There were, as you may expect, certain expressions of shock from the passengers however the most observant among us had noticed that the car had stopped. I think the technical term was that it was fecked. I turned the key thing and pushed all of the pedals but nothing. Fortunately, as it was dark, we could see the lights of a farmhouse, so we all staggered off to see if they would allow us to use their telephone for assistance. Luckily we were returned to Watton Lodge before the bar closed so could continue our carousing.
The next day, along with someone who knew about cars and a mildly suffocating hangover, we recovered my car having discovered that all that had gone wrong was a wire had disconnected itself. Otherwise the car appeared to be fine. I learned a lot from that incident. In the future I should try to hit the bridge even faster as this should propel me further along and provide a much smoother landing.
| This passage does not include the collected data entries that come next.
pub mod controller;

pub use controller::SessionController;
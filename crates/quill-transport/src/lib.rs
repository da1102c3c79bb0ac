//! ArticleApi trait — the sole boundary between the session controller and
//! the articles service. The controller depends on this crate, never on a
//! concrete HTTP client.

pub mod http;
pub mod protocol;

use quill_core::article::ArticleDraft;
use quill_core::error::Result;
use quill_core::session::Credentials;

pub use http::HttpArticleApi;
pub use protocol::{ArticleResponse, ArticlesResponse, LoginResponse, MessageResponse};

/// The articles service, seen from the client.
///
/// `login` is the only unauthenticated call. Every other method takes the
/// bearer token explicitly per call; implementations hold no ambient
/// session state.
#[async_trait::async_trait]
pub trait ArticleApi: Send + Sync {
    /// POST /login with the credentials, verbatim.
    async fn login(&self, credentials: &Credentials) -> Result<LoginResponse>;

    /// GET /articles. Server order is authoritative.
    async fn fetch_articles(&self, token: &str) -> Result<ArticlesResponse>;

    /// POST /articles with the draft; the response carries the
    /// server-assigned article.
    async fn create_article(&self, token: &str, draft: &ArticleDraft) -> Result<ArticleResponse>;

    /// PUT /articles/:article_id with the changed fields.
    async fn update_article(
        &self,
        token: &str,
        article_id: u64,
        draft: &ArticleDraft,
    ) -> Result<ArticleResponse>;

    /// DELETE /articles/:article_id.
    async fn delete_article(&self, token: &str, article_id: u64) -> Result<MessageResponse>;
}
//! Client configuration models.

use serde::{Deserialize, Serialize};

/// Base URL used when no config file or override is present.
pub const DEFAULT_BASE_URL: &str = "http://localhost:9000/api";
/// Per-request timeout used when the config file does not specify one.
pub const DEFAULT_TIMEOUT_SECS: u64 = 30;

/// Settings for talking to the articles service.
///
/// Loaded from `config.toml` in the Quill config directory; missing fields
/// fall back to the defaults above.
#[derive(Debug, Clone, Serialize, Deserialize, PartialEq, Eq)]
pub struct ClientConfig {
    /// Base URL of the service, e.g. `http://localhost:9000/api`.
    #[serde(default = "default_base_url")]
    pub base_url: String,
    /// Per-request timeout in seconds.
    #[serde(default = "default_timeout_secs")]
    pub timeout_secs: u64,
}

fn default_base_url() -> String {
    DEFAULT_BASE_URL.to_string()
}

fn default_timeout_secs() -> u64 {
    DEFAULT_TIMEOUT_SECS
}

impl Default for ClientConfig {
    fn default() -> Self {
        Self {
            base_url: default_base_url(),
            timeout_secs: default_timeout_secs(),
        }
    }
}
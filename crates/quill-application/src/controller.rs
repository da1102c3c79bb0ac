//! Session and article state controller.
//!
//! `SessionController` is the single source of client-side truth: it owns
//! the session token, the cached article list, the edit target, the status
//! message, the busy flag, and the screen the view should render. Every
//! transition between a user intent and confirmed server state goes through
//! one of its operations.
//!
//! The cached article list mirrors the server as of the last successful
//! response. It is never mutated ahead of server confirmation; create,
//! update, and delete apply the server's answer, not the local draft.

use std::sync::Arc;

use quill_core::article::{Article, ArticleDraft};
use quill_core::error::QuillError;
use quill_core::session::{Credentials, Screen, Session};
use quill_core::token::TokenStore;
use quill_transport::ArticleApi;

/// Status text shown after a logout. No server round trip is involved.
const FAREWELL_MESSAGE: &str = "Goodbye!";

/// Use case for the login screen, the article list, and the article form.
///
/// # Responsibilities
///
/// - Mediating every network call and folding its outcome into state
/// - Holding the cached article list in server-confirmed order
/// - Deciding create-vs-update for form submissions ([`Self::resolve_submit`])
/// - Tearing the session down when the server answers 401
///
/// # Concurrency
///
/// Operations take `&mut self`, so a second operation cannot start while
/// one is awaited. This serializes operations by construction; the busy
/// flag exists for the view (to dim inputs and show a wait indicator), not
/// as a lock.
pub struct SessionController {
    /// Transport for all service calls
    api: Arc<dyn ArticleApi>,
    /// Persistent storage for the bearer token
    token_store: Arc<dyn TokenStore>,
    session: Session,
    /// Cached articles, in server order as of the last successful response
    articles: Vec<Article>,
    /// Article currently being edited; `None` means create mode
    edit_target: Option<u64>,
    /// Outcome text of the most recently completed operation
    status: String,
    busy: bool,
    screen: Screen,
}
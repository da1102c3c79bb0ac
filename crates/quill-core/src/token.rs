//! Token persistence service trait.
//!
//! Defines the interface for storing the opaque bearer token between runs.
//!
//! # Security Note
//!
//! Implementations should ensure that:
//! - The token file has appropriate permissions (e.g., 600 on Unix)
//! - The token itself is never logged or embedded in error messages

use crate::error::Result;

/// Persistent storage for the bearer token.
///
/// Written on login success; cleared on logout and whenever the server
/// rejects a request as unauthorized.
#[async_trait::async_trait]
pub trait TokenStore: Send + Sync {
    /// Loads the persisted token, `None` when no token is stored.
    async fn load(&self) -> Result<Option<String>>;

    /// Persists the token, replacing any previous one.
    async fn save(&self, token: &str) -> Result<()>;

    /// Removes the persisted token. Succeeds when none is stored.
    async fn clear(&self) -> Result<()>;
}
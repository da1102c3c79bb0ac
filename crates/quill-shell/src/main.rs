//! Interactive shell for the articles service.
//!
//! The shell is a plain view layer: it forwards user intents into
//! [`SessionController`] operations and renders the controller's state
//! (status line, article list, current screen) after each one. All
//! validation it performs is form-level gating; the controller and the
//! server own the real rules.

use std::borrow::Cow::{self, Borrowed, Owned};
use std::path::PathBuf;
use std::sync::Arc;

use anyhow::Result;
use clap::Parser;
use colored::Colorize;
use rustyline::completion::{Completer, Pair};
use rustyline::highlight::Highlighter;
use rustyline::hint::Hinter;
use rustyline::validate::Validator;
use rustyline::{Context, Editor, Helper};

use quill_application::SessionController;
use quill_core::article::{Article, ArticleDraft, Topic};
use quill_core::session::{Credentials, Screen};
use quill_infrastructure::{FileTokenStore, load_client_config, load_client_config_from};
use quill_transport::HttpArticleApi;

#[derive(Parser)]
#[command(name = "quill")]
#[command(about = "Quill - terminal client for the articles service", long_about = None)]
struct Cli {
    /// Base URL of the articles service (overrides the config file)
    #[arg(long, short = 's')]
    server: Option<String>,

    /// Path to an alternative config file
    #[arg(long)]
    config: Option<PathBuf>,
}

/// Shell helper for rustyline that provides completion, highlighting, and hints.
#[derive(Clone)]
struct ShellHelper {
    commands: Vec<String>,
}

impl ShellHelper {
    fn new() -> Self {
        Self {
            commands: vec![
                "/login".to_string(),
                "/articles".to_string(),
                "/new".to_string(),
                "/edit".to_string(),
                "/cancel".to_string(),
                "/delete".to_string(),
                "/logout".to_string(),
                "/help".to_string(),
            ],
        }
    }
}

impl Helper for ShellHelper {}

impl Completer for ShellHelper {
    type Candidate = Pair;

    fn complete(
        &self,
        line: &str,
        pos: usize,
        _ctx: &Context<'_>,
    ) -> rustyline::Result<(usize, Vec<Pair>)> {
        let line = &line[..pos];

        if line.starts_with('/') {
            let candidates: Vec<Pair> = self
                .commands
                .iter()
                .filter(|cmd| cmd.starts_with(line))
                .map(|cmd| Pair {
                    display: cmd.clone(),
                    replacement: cmd.clone(),
                })
                .collect();
            Ok((0, candidates))
        } else {
            Ok((0, vec![]))
        }
    }
}

impl Highlighter for ShellHelper {
    fn highlight<'l>(&self, line: &'l str, _pos: usize) -> Cow<'l, str> {
        if line.starts_with('/') {
            Owned(line.bright_cyan().to_string())
        } else {
            Borrowed(line)
        }
    }

    fn highlight_char(&self, _line: &str, _pos: usize, _forced: bool) -> bool {
        true
    }
}

impl Hinter for ShellHelper {
    type Hint = String;

    fn hint(&self, line: &str, pos: usize, _ctx: &Context<'_>) -> Option<String> {
        let line = &line[..pos];

        if line.starts_with('/') && !line.contains(' ') {
            self.commands
                .iter()
                .find(|cmd| cmd.starts_with(line) && cmd.len() > line.len())
                .map(|cmd| cmd[line.len()..].to_string())
        } else {
            None
        }
    }
}

impl Validator for ShellHelper {}

#[tokio::main]
async fn main() -> Result<()> {
    tracing_subscriber::fmt()
        .with_env_filter(
            tracing_subscriber::EnvFilter::try_from_default_env()
                .unwrap_or_else(|_| tracing_subscriber::EnvFilter::new("warn")),
        )
        .init();

    let cli = Cli::parse();

    let mut config = match &cli.config {
        Some(path) => load_client_config_from(path).await?,
        None => load_client_config().await?,
    };
    if let Some(server) = cli.server {
        config.base_url = server;
    }

    let api = Arc::new(HttpArticleApi::new(&config)?);
    let token_store = Arc::new(FileTokenStore::new()?);
    let mut controller = SessionController::new(api, token_store);
    controller.restore().await;

    let helper = ShellHelper::new();
    let mut rl = Editor::new()?;
    rl.set_helper(Some(helper));

    println!("{}", "=== Quill ===".bright_magenta().bold());
    println!("{}", format!("Connected to {}", config.base_url).bright_black());
    if controller.is_authenticated() {
        println!(
            "{}",
            "A saved session was found; /articles to load your articles.".bright_black()
        );
    }
    println!("{}", "Type /help for commands, or 'quit' to exit.".bright_black());
    println!();

    loop {
        let prompt = match controller.screen() {
            Screen::Login => "quill(login)> ",
            Screen::Articles => "quill(articles)> ",
        };

        let readline = rl.readline(prompt);
        let line = match readline {
            Ok(line) => line,
            Err(rustyline::error::ReadlineError::Interrupted)
            | Err(rustyline::error::ReadlineError::Eof) => break,
            Err(err) => {
                eprintln!("{}", format!("Input error: {err}").red());
                break;
            }
        };

        let trimmed = line.trim();
        if trimmed.is_empty() {
            continue;
        }
        if trimmed == "quit" || trimmed == "exit" {
            break;
        }
        let _ = rl.add_history_entry(&line);

        let mut parts = trimmed.split_whitespace();
        let command = parts.next().unwrap_or_default();

        match command {
            "/help" => print_help(),
            "/login" => {
                let Some(credentials) = read_credentials(&mut rl)? else {
                    continue;
                };
                wait_indicator();
                controller.login(credentials).await;
                render_status(&controller);
            }
            "/articles" => {
                wait_indicator();
                controller.load_articles().await;
                render_status(&controller);
                render_articles(controller.articles());
            }
            "/new" => {
                controller.cancel_edit();
                let Some(draft) = read_draft(&mut rl, None)? else {
                    continue;
                };
                wait_indicator();
                controller.resolve_submit(draft).await;
                render_status(&controller);
            }
            "/edit" => {
                let Some(article_id) = parse_id(parts.next()) else {
                    println!("{}", "Usage: /edit <article_id>".yellow());
                    continue;
                };
                controller.begin_edit(article_id);
                let Some(current) = controller.current_article().cloned() else {
                    println!("{}", "No cached article with that id; /articles first.".yellow());
                    continue;
                };
                let Some(draft) = read_draft(&mut rl, Some(&current))? else {
                    controller.cancel_edit();
                    continue;
                };
                wait_indicator();
                controller.resolve_submit(draft).await;
                render_status(&controller);
            }
            "/cancel" => {
                controller.cancel_edit();
                println!("{}", "Back to create mode.".bright_black());
            }
            "/delete" => {
                let Some(article_id) = parse_id(parts.next()) else {
                    println!("{}", "Usage: /delete <article_id>".yellow());
                    continue;
                };
                wait_indicator();
                controller.delete_article(article_id).await;
                render_status(&controller);
                render_articles(controller.articles());
            }
            "/logout" => {
                controller.logout().await;
                println!("{}", controller.status().bright_green());
            }
            _ => println!("{}", "Unknown command; /help lists them.".bright_black()),
        }
    }

    println!("{}", "Bye.".bright_green());
    Ok(())
}

/// The view-side blocking indicator, driven by the controller's busy window.
fn wait_indicator() {
    println!("{}", "please wait...".bright_black());
}

fn render_status(controller: &SessionController) {
    if !controller.status().is_empty() {
        println!("{}", controller.status().bright_blue());
    }
}

fn render_articles(articles: &[Article]) {
    if articles.is_empty() {
        println!("{}", "No articles yet.".bright_black());
        return;
    }
    for article in articles {
        println!(
            "{} {} {}",
            format!("#{}", article.article_id).bright_yellow(),
            format!("[{}]", article.topic).bright_magenta(),
            article.title.bold()
        );
        println!("    {}", article.text);
    }
}

fn print_help() {
    println!("{}", "Commands:".bold());
    println!("  /login              log in to the service");
    println!("  /articles           load and list your articles");
    println!("  /new                create an article");
    println!("  /edit <article_id>  edit a cached article");
    println!("  /cancel             leave edit mode without submitting");
    println!("  /delete <article_id>  delete an article");
    println!("  /logout             end the session");
    println!("  quit                exit the shell");
}

fn parse_id(raw: Option<&str>) -> Option<u64> {
    raw?.parse().ok()
}

/// Prompts for credentials, enforcing the login form's minimum lengths.
/// Returns `None` when the input does not pass the gate.
fn read_credentials(rl: &mut Editor<ShellHelper, rustyline::history::DefaultHistory>) -> Result<Option<Credentials>> {
    let username = rl.readline("Username: ")?;
    let password = rl.readline("Password: ")?;
    let credentials = Credentials::new(username.trim(), password.trim());

    if !credentials.is_submittable() {
        println!(
            "{}",
            "Username must be at least 3 characters and password at least 8.".yellow()
        );
        return Ok(None);
    }
    Ok(Some(credentials))
}

/// Prompts for the article form fields. In edit mode the current values are
/// shown and kept when the user submits an empty line. Returns `None` when
/// the draft does not pass validation.
fn read_draft(
    rl: &mut Editor<ShellHelper, rustyline::history::DefaultHistory>,
    current: Option<&Article>,
) -> Result<Option<ArticleDraft>> {
    let title = read_field(rl, "Title", current.map(|a| a.title.as_str()))?;
    let text = read_field(rl, "Text", current.map(|a| a.text.as_str()))?;
    let topic_raw = read_field(rl, "Topic (JavaScript/React/Node)", current.map(|a| {
        match a.topic {
            Topic::JavaScript => "JavaScript",
            Topic::React => "React",
            Topic::Node => "Node",
        }
    }))?;

    let Ok(topic) = topic_raw.trim().parse::<Topic>() else {
        println!("{}", "Topic must be JavaScript, React, or Node.".yellow());
        return Ok(None);
    };

    let draft = ArticleDraft::new(title.trim(), text.trim(), topic);
    if let Err(err) = draft.validate() {
        println!("{}", err.to_string().yellow());
        return Ok(None);
    }
    Ok(Some(draft))
}

fn read_field(
    rl: &mut Editor<ShellHelper, rustyline::history::DefaultHistory>,
    label: &str,
    default: Option<&str>,
) -> Result<String> {
    let prompt = match default {
        Some(default) => format!("{label} [{default}]: "),
        None => format!("{label}: "),
    };
    let input = rl.readline(&prompt)?;
    let trimmed = input.trim();
    if trimmed.is_empty() {
        if let Some(default) = default {
            return Ok(default.to_string());
        }
    }
    Ok(trimmed.to_string())
}
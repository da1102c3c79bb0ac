//! File-backed token store implementation.
//!
//! The token is kept as a small JSON document (`{"token": "..."}`) in the
//! Quill config directory. On Unix the file is created with mode 600 so the
//! token is not readable by other users.

use std::path::{Path, PathBuf};

use quill_core::error::{QuillError, Result};
use quill_core::token::TokenStore;
use serde::{Deserialize, Serialize};

use crate::paths::QuillPaths;

#[derive(Serialize, Deserialize)]
struct StoredToken {
    token: String,
}

/// [`TokenStore`] backed by `token.json` in the config directory.
#[derive(Clone)]
pub struct FileTokenStore {
    path: PathBuf,
}

impl FileTokenStore {
    /// Creates a store at the default location (`~/.config/quill/token.json`).
    pub fn new() -> Result<Self> {
        let path = QuillPaths::token_file()
            .map_err(|err| QuillError::config(format!("failed to resolve token path: {err}")))?;
        Ok(Self { path })
    }

    /// Creates a store at an explicit path. Used by tests.
    pub fn with_path(path: impl Into<PathBuf>) -> Self {
        Self { path: path.into() }
    }

    /// The file this store reads and writes.
    pub fn path(&self) -> &Path {
        &self.path
    }

    async fn ensure_parent_dir(&self) -> Result<()> {
        if let Some(parent) = self.path.parent() {
            tokio::fs::create_dir_all(parent).await?;
        }
        Ok(())
    }

    #[cfg(unix)]
    async fn restrict_permissions(&self) -> Result<()> {
        use std::os::unix::fs::PermissionsExt;
        tokio::fs::set_permissions(&self.path, std::fs::Permissions::from_mode(0o600)).await?;
        Ok(())
    }

    #[cfg(not(unix))]
    async fn restrict_permissions(&self) -> Result<()> {
        Ok(())
    }
}

#[async_trait::async_trait]
impl TokenStore for FileTokenStore {
    async fn load(&self) -> Result<Option<String>> {
        let raw = match tokio::fs::read_to_string(&self.path).await {
            Ok(raw) => raw,
            Err(err) if err.kind() == std::io::ErrorKind::NotFound => return Ok(None),
            Err(err) => return Err(err.into()),
        };

        let stored: StoredToken = serde_json::from_str(&raw)?;
        Ok(Some(stored.token))
    }

    async fn save(&self, token: &str) -> Result<()> {
        self.ensure_parent_dir().await?;
        let body = serde_json::to_string_pretty(&StoredToken {
            token: token.to_string(),
        })?;
        tokio::fs::write(&self.path, body).await?;
        self.restrict_permissions().await?;
        tracing::debug!(path = %self.path.display(), "persisted session token");
        Ok(())
    }

    async fn clear(&self) -> Result<()> {
        match tokio::fs::remove_file(&self.path).await {
            Ok(()) => Ok(()),
            Err(err) if err.kind() == std::io::ErrorKind::NotFound => Ok(()),
            Err(err) => Err(err.into()),
        }
    }
}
The car did actually break down once and I took it to the garage next door to John Fellingham’s for advice. It would appear that I needed a new clutch plate which of course was double Dutch to me, but they were certainly speaking a similar language to me when they talked about how much it would cost. I couldn’t believe how much they wanted to change the clutch plate so I suggested that I would do it myself at which they scoffed and said that I would need a specialist aligning tool.
Chidge was a tool, but more importantly he was also a mechanic type of person so sod them I thought, I would do it myself. I ordered a new clutch plate and waited. We had the use of the facilities at Watton which was a real bonus. There was a complete mechanical transport yard complete with its own vehicle hoist. Chidge wasn’t available so Martyn Bennett and myself decided that we would change the clutch plate. We each knew a mechanic so we were well qualified for the job.
We put the Ford Cortina, mark three, on the lift and raised it up. We did have one of those books, you know with the pictures and drawings that take you through a lot of this stuff step by step. I undid the bolts on the bell housing and dropped the drive shaft. The old clutch plate came out and the new one went in. I lined it up with my fingertips, specialist tool my arse. However we encountered a small problem when we tried to put the drive shaft back on. It wouldn’t go.
Now Martyn and I were both big strong rugby men so I can tell you we put a fair bit of effort into that thing, but it just wouldn’t come together. We lowered the drive shaft and I immediately realised what we had been doing wrong. We hadn’t put the gear stick thingy through the hole in the floor of the car. Once we slipped the gear stick thingy through the hole in the floor, the whole shooting match fitted together perfectly. We tightened everything back up, lowered the car and unbelievably drove it out. It was fixed.
It was sometime later when I was driving to Liverpool and giving John Hodgskinson a lift to Manchester. We were waiting at some temporary traffic lights. As they went green, I slipped the car into first and moved off. Unfortunately the gear stick thingy had come off and was now looking quite useless in my left hand. It would appear that the gear stick thingy was held in place by a big plastic bung that screwed into place. Our attempts had sheared all the threads on the bung, which now had decided to leave its normal position and explore the rest of the car.
John was a little concerned but I managed to push the gear stick thingy back into place and it worked. Now I just had to be careful when changing gear however more importantly I had discovered a brilliant anti-theft device which I knew I should patient and take to the market. Suddenly my red bricked Victorian mansion, Rolls Royce and turban wearing Indian manservant were much closer indeed.